In the West, when a power failure occurs, our hospitals continue to function, both in terms of lighting and the various medical devices (X-rays, scanners, MRIs, etc.). Now imagine a world in which hospitals have no access to power at all, where women give birth in the dark, surgeons have to operate blindly and it is impossible to perform an X-ray or ultrasound. This world is not a fiction. Nor does it date back to a distant time. It is real and still exists today. This was the case of the health centre in Makoutam, a small Cameroonian village in the Western region. That was its case. Until today…
Its director explains that the medical team carries out 12 or 13 deliveries a month, including several night deliveries, which therefore take place in total darkness. Without a refrigerator, it is also impossible to keep vaccines and certain other products that are supposed to be kept cool. Apart from the lack of energy, the clinic is far from the good conditions we know in the West. Patients are hospitalised in small rooms, women give birth on a table and patients do not receive any treatment until they have paid.

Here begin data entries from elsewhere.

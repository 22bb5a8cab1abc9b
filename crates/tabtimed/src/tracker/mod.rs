//! Tracking pipeline using the actor pattern.
//!
//! The tracker is the single owner of "what is the user looking at right
//! now". Platform events, focus reports, timer firings and UI requests all
//! arrive as [`TrackerCommand`]s and are applied in order.
//!
//! # Architecture
//!
//! ```text
//! ┌──────────────┐  TrackerCommand  ┌──────────────┐  PendingDelta  ┌───────────────┐
//! │ socket / poll│ ───────────────▶ │ TrackerActor │ ─────────────▶ │ Accumulation  │
//! │ / timers     │   (mpsc)         │ SessionClock │                │ Buffer        │
//! └──────────────┘                  └──────┬───────┘                └───────┬───────┘
//!                                          │ TrackerEvent                   │ drain
//!                                          ▼ (broadcast)                    ▼
//!                                    subscribers                    DurableWriter ──▶ store
//! ```
//!
//! The buffer is drained by a fixed-period ticker, by an early flush when a
//! session ends and the last flush is older than the opportunistic
//! threshold, and on disable, suspend and shutdown.

use std::sync::Arc;
use std::time::Duration;

use tabtime_core::Clock;
use tokio::sync::{broadcast, mpsc};
use tokio::time::{interval_at, Instant, MissedTickBehavior};
use tokio_util::sync::CancellationToken;
use tracing::{debug, info, warn};

use crate::store::KvStore;
use crate::writer::DurableWriter;

mod actor;
mod commands;
mod handle;

pub use actor::TrackerActor;
pub use commands::{TrackerCommand, TrackerError, TrackerEvent, TrackingSnapshot};
pub use handle::TrackerHandle;

/// Channel buffer sizes
const COMMAND_BUFFER: usize = 100;
const EVENT_BUFFER: usize = 32;

/// Flush timing for a tracker.
#[derive(Debug, Clone, Copy, PartialEq, Eq)]
pub struct TrackerSettings {
    /// Period of the flush ticker
    pub flush_interval: Duration,
    /// Buffered time this old is flushed when the next session ends
    pub opportunistic_flush: Duration,
}

impl Default for TrackerSettings {
    fn default() -> Self {
        Self {
            flush_interval: Duration::from_secs(15),
            opportunistic_flush: Duration::from_secs(5),
        }
    }
}

/// Spawns the tracker actor and its flush ticker, returning a handle.
///
/// The actor restores the persisted tracking flag and auto-resume timer
/// before processing its first command. Both tasks stop when `cancel_token`
/// is cancelled; call [`TrackerHandle::shutdown`] first to flush.
pub fn spawn_tracker(
    settings: TrackerSettings,
    store: Arc<dyn KvStore>,
    clock: Arc<dyn Clock>,
    cancel_token: CancellationToken,
) -> TrackerHandle {
    let (cmd_tx, cmd_rx) = mpsc::channel(COMMAND_BUFFER);
    let (event_tx, _) = broadcast::channel(EVENT_BUFFER);
    let writer = Arc::new(DurableWriter::new(Arc::clone(&store)));

    let actor = TrackerActor::new(
        cmd_rx,
        cmd_tx.downgrade(),
        clock,
        Arc::clone(&store),
        Arc::clone(&writer),
        settings.opportunistic_flush,
        event_tx.clone(),
        cancel_token.clone(),
    );
    tokio::spawn(actor.run());

    let handle = TrackerHandle::new(cmd_tx, event_tx, writer, store);
    spawn_flush_ticker(handle.clone(), settings.flush_interval, cancel_token);

    handle
}

/// Spawns the periodic flush task.
fn spawn_flush_ticker(
    handle: TrackerHandle,
    period: Duration,
    cancel_token: CancellationToken,
) -> tokio::task::JoinHandle<()> {
    tokio::spawn(async move {
        let mut ticker = interval_at(Instant::now() + period, period);
        ticker.set_missed_tick_behavior(MissedTickBehavior::Delay);

        info!(interval_secs = period.as_secs(), "Flush ticker started");

        loop {
            tokio::select! {
                biased;

                _ = cancel_token.cancelled() => {
                    debug!("Flush ticker stopping");
                    break;
                }

                _ = ticker.tick() => {
                    match handle.flush().await {
                        Ok(_) => {}
                        Err(TrackerError::ChannelClosed) => {
                            debug!("Flush ticker stopping: tracker channel closed");
                            break;
                        }
                        // Deltas were requeued; the next tick retries
                        Err(e) => warn!(error = %e, "Periodic flush failed"),
                    }
                }
            }
        }
    })
}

After Michel, our technical manager, had analysed the best place to install the photovoltaic panels, our two technicians, Jaurès and Guildas, climbed onto the sloping corrugated iron roof of the dispensary, under the amazed eyes of the public who had remained below.
With the solar panels installed, Jaurès and Guildas climbed down from the roof and went to the centre’s pharmacy to attach the SolarlyBox to the wall, place the battery underneath it and make the connections. We then installed eight lamps in the rooms deemed to be priorities by the director of the clinic, focusing on the delivery room and the operating theatre
Thanks to everyone’s participation, the centre is lit up. The medical staff is already rushing to the SolarlyBox to plug in mobile phones.
Once the work is done, it is time for speeches, in accordance with Cameroonian culture. We were thanked by the director of the dispensary, the representative of the village chief and the development delegate, who concluded his speech with the phrase “Who says thank you asks for more”. An implicit way of announcing a future collaboration?